[Start of Attachment]
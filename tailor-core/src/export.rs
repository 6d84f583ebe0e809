use anyhow::{Context, Result};
use log::info;
use serde::{Deserialize, Serialize};
use std::fs;
use std::path::Path;

use crate::drd::DrdList;
use crate::models::Chapter;
use crate::tailoring::TailoredCatalog;

/// Selection figures of one chapter, sub-chapters included
#[derive(Debug, Clone, PartialEq, Eq, Serialize, Deserialize)]
pub struct ChapterSummary {
    pub number: String,
    pub name: String,
    /// Nesting depth, 0 for top-level chapters
    pub depth: usize,
    pub selected: usize,
    pub total: usize,
}

fn summarize(chapter: &Chapter, depth: usize, out: &mut Vec<ChapterSummary>) {
    out.push(ChapterSummary {
        number: chapter.number.clone(),
        name: chapter.name.clone(),
        depth,
        selected: chapter.selected_count(),
        total: chapter.requirement_count(),
    });
    for child in &chapter.chapters {
        summarize(child, depth + 1, out);
    }
}

/// Per-chapter selection summary in document order
pub fn selection_report(tailored: &TailoredCatalog) -> Vec<ChapterSummary> {
    let mut out = Vec::new();
    for chapter in &tailored.chapters {
        summarize(chapter, 0, &mut out);
    }
    out
}

/// Export a tailored catalog to JSON format
pub fn export_json(tailored: &TailoredCatalog, output_path: &Path) -> Result<()> {
    let json = serde_json::to_string_pretty(tailored)?;
    fs::write(output_path, json)
        .with_context(|| format!("Failed to write {:?}", output_path))?;

    info!(
        "Exported to JSON: {} ({} requirements)",
        output_path.display(),
        tailored.requirement_count()
    );
    Ok(())
}

/// Export a tailored catalog to YAML format
pub fn export_yaml(tailored: &TailoredCatalog, output_path: &Path) -> Result<()> {
    let yaml = serde_yaml::to_string(tailored)?;
    fs::write(output_path, yaml)
        .with_context(|| format!("Failed to write {:?}", output_path))?;

    info!(
        "Exported to YAML: {} ({} requirements)",
        output_path.display(),
        tailored.requirement_count()
    );
    Ok(())
}

/// Export the DRD list as a JSON array ordered by DRD number
pub fn export_drd_list_json(list: &DrdList, output_path: &Path) -> Result<()> {
    let entries: Vec<_> = list.values().collect();
    let json = serde_json::to_string_pretty(&entries)?;
    fs::write(output_path, json)
        .with_context(|| format!("Failed to write {:?}", output_path))?;

    info!("Exported {} DRD(s) to {}", list.len(), output_path.display());
    Ok(())
}

#[cfg(test)]
mod tests {
    use super::*;
    use crate::drd::{collect_catalog_drds, DrdScope};
    use crate::models::{Catalog, Drd, Identifier, Phase, ProjectProfile, Requirement};
    use crate::tailoring::tailor;
    use crate::vector::SelectionVector;
    use tempfile::TempDir;

    fn tailored() -> TailoredCatalog {
        let mut catalog = Catalog::new("ECSS-M-ST-10", "C");
        let mut ch = Chapter::new("5", "Project planning");
        ch.add_requirement(
            Requirement::new("a", "Produce a project management plan")
                .with_identifier(Identifier::new("M", 1))
                .with_drd("PMP"),
        )
        .unwrap();
        let mut sub = Chapter::new("5.1", "Breakdown structures");
        sub.add_requirement(
            Requirement::new("a", "Produce a WBS").with_identifier(Identifier::new("M", 3)),
        )
        .unwrap();
        ch.add_chapter(sub).unwrap();
        catalog.add_chapter(ch).unwrap();
        catalog.drds.push(Drd::new("PMP", "Project management plan", "PRR; SRR"));

        let profile = ProjectProfile::new([Phase::A], SelectionVector::new([("M", 2)]).unwrap());
        tailor(&catalog, &profile)
    }

    #[test]
    fn test_selection_report() {
        let report = selection_report(&tailored());
        assert_eq!(report.len(), 2);
        assert_eq!(report[0].number, "5");
        assert_eq!((report[0].selected, report[0].total), (1, 2));
        assert_eq!(report[1].depth, 1);
        assert_eq!((report[1].selected, report[1].total), (0, 1));
    }

    #[test]
    fn test_export_json_and_yaml() {
        let temp_dir = TempDir::new().unwrap();
        let snapshot = tailored();

        let json_path = temp_dir.path().join("out.json");
        export_json(&snapshot, &json_path).unwrap();
        let from_json: TailoredCatalog =
            serde_json::from_str(&fs::read_to_string(&json_path).unwrap()).unwrap();
        assert_eq!(from_json.chapters, snapshot.chapters);

        let yaml_path = temp_dir.path().join("out.yaml");
        export_yaml(&snapshot, &yaml_path).unwrap();
        let content = fs::read_to_string(&yaml_path).unwrap();
        assert!(content.contains("catalog_name: ECSS-M-ST-10"));
    }

    #[test]
    fn test_export_drd_list() {
        let temp_dir = TempDir::new().unwrap();
        let list = collect_catalog_drds(&tailored(), DrdScope::Selected);
        let path = temp_dir.path().join("drds.json");
        export_drd_list_json(&list, &path).unwrap();

        let value: serde_json::Value =
            serde_json::from_str(&fs::read_to_string(&path).unwrap()).unwrap();
        assert_eq!(value[0]["drd"]["number"], "PMP");
        assert_eq!(value[0]["requirements"][0]["chapter"], "5");
        assert_eq!(value[0]["requirements"][0]["position"], "a");
    }
}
[End of Attachment]
[WHAT IS REQUIRED]: Write out every line from the data above that includes "join".

[SOLUTION TO THE EXERCISE]:
        let json_path = temp_dir.path().join("out.json");
        let yaml_path = temp_dir.path().join("out.yaml");
        let path = temp_dir.path().join("drds.json");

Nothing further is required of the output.